- [ABOUT THIS TASK]
Give the lines again, unchanged, starting with the line containing "impl FromStr for MemberRole" and ending with the last line of the data below.

Stored data entries

● ● ●

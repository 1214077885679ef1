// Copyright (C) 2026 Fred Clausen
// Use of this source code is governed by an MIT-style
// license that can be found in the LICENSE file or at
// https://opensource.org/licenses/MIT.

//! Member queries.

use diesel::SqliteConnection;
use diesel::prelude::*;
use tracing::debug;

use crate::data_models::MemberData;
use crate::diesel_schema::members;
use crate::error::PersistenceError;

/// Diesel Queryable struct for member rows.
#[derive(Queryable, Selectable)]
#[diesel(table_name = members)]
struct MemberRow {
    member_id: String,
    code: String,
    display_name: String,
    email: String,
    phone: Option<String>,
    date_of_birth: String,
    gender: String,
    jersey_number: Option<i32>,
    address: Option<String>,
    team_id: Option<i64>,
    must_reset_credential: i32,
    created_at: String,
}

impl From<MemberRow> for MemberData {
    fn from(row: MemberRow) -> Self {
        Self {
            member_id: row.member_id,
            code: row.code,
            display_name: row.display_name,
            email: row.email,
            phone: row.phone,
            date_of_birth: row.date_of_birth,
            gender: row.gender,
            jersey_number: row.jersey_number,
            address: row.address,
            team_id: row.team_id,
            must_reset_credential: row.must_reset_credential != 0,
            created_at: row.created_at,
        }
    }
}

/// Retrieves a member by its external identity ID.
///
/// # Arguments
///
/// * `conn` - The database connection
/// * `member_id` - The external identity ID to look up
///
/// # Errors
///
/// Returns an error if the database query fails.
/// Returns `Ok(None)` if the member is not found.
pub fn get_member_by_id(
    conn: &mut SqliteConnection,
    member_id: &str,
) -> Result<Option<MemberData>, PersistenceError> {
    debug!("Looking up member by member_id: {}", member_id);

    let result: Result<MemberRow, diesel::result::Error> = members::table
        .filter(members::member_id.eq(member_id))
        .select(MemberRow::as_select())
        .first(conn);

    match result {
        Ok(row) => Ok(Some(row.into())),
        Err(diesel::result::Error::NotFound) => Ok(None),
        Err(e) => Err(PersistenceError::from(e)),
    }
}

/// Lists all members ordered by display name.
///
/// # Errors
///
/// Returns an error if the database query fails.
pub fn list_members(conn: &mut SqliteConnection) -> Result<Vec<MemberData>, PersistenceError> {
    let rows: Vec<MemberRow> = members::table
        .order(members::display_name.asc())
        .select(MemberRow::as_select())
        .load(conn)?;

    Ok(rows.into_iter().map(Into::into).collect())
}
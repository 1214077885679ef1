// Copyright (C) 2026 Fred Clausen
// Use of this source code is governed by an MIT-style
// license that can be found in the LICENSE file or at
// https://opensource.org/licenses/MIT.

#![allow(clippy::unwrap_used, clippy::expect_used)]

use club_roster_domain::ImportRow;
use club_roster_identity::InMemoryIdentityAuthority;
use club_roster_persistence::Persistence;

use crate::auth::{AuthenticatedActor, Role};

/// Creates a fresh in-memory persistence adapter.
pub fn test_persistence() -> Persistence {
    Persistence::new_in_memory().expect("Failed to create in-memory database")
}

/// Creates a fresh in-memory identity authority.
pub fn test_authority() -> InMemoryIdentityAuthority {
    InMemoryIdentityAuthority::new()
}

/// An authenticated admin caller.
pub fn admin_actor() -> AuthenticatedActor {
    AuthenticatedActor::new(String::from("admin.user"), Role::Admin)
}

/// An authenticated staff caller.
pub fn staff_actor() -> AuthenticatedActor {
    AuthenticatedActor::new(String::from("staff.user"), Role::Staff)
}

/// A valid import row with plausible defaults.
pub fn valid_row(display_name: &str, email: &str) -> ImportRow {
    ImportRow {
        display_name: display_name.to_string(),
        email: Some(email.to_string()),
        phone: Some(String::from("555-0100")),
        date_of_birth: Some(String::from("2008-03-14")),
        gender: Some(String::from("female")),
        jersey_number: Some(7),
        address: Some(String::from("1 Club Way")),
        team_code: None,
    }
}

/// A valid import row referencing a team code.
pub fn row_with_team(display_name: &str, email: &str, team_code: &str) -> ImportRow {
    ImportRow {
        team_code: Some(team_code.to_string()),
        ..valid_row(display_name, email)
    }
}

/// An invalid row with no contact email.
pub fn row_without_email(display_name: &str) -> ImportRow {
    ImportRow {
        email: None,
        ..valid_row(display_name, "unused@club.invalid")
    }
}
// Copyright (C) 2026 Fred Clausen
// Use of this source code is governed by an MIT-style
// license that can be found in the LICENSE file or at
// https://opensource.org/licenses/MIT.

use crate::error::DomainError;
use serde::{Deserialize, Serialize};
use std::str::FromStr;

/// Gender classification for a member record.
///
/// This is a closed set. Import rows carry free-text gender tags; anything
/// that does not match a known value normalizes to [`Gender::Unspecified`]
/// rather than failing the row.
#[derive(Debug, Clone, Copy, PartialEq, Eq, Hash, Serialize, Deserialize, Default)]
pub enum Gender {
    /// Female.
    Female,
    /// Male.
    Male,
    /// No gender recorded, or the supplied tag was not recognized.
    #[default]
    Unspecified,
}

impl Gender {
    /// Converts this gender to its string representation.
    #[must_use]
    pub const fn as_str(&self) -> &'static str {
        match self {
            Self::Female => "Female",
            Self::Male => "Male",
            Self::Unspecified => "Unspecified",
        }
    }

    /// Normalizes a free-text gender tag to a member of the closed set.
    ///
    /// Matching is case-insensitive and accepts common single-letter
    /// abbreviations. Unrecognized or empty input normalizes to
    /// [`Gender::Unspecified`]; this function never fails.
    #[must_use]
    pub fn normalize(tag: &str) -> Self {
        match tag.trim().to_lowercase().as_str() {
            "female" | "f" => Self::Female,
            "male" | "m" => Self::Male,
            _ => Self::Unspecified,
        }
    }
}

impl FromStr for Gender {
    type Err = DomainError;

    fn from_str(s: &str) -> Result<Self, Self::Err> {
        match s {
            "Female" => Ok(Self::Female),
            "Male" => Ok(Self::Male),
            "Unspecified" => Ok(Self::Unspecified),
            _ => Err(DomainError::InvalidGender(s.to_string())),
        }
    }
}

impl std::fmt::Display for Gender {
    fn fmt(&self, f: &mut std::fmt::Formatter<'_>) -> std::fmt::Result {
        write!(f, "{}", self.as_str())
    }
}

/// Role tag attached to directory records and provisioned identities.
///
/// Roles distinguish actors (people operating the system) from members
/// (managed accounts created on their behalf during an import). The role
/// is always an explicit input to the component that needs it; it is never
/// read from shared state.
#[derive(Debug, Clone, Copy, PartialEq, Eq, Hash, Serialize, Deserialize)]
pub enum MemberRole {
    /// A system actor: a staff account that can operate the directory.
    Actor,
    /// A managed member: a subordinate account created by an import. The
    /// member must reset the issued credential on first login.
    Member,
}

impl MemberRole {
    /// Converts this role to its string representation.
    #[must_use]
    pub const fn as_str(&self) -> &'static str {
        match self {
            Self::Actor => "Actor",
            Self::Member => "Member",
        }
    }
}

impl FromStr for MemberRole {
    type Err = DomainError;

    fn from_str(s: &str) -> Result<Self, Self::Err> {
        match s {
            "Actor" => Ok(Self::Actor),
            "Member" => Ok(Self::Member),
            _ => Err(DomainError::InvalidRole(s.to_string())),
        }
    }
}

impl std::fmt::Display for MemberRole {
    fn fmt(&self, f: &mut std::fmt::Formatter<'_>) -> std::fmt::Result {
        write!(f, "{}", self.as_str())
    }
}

● ● ●

- [RESULT FOR THIS TASK]
impl FromStr for MemberRole {
    type Err = DomainError;

    fn from_str(s: &str) -> Result<Self, Self::Err> {
        match s {
            "Actor" => Ok(Self::Actor),
            "Member" => Ok(Self::Member),
            _ => Err(DomainError::InvalidRole(s.to_string())),
        }
    }
}

impl std::fmt::Display for MemberRole {
    fn fmt(&self, f: &mut std::fmt::Formatter<'_>) -> std::fmt::Result {
        write!(f, "{}", self.as_str())
    }
}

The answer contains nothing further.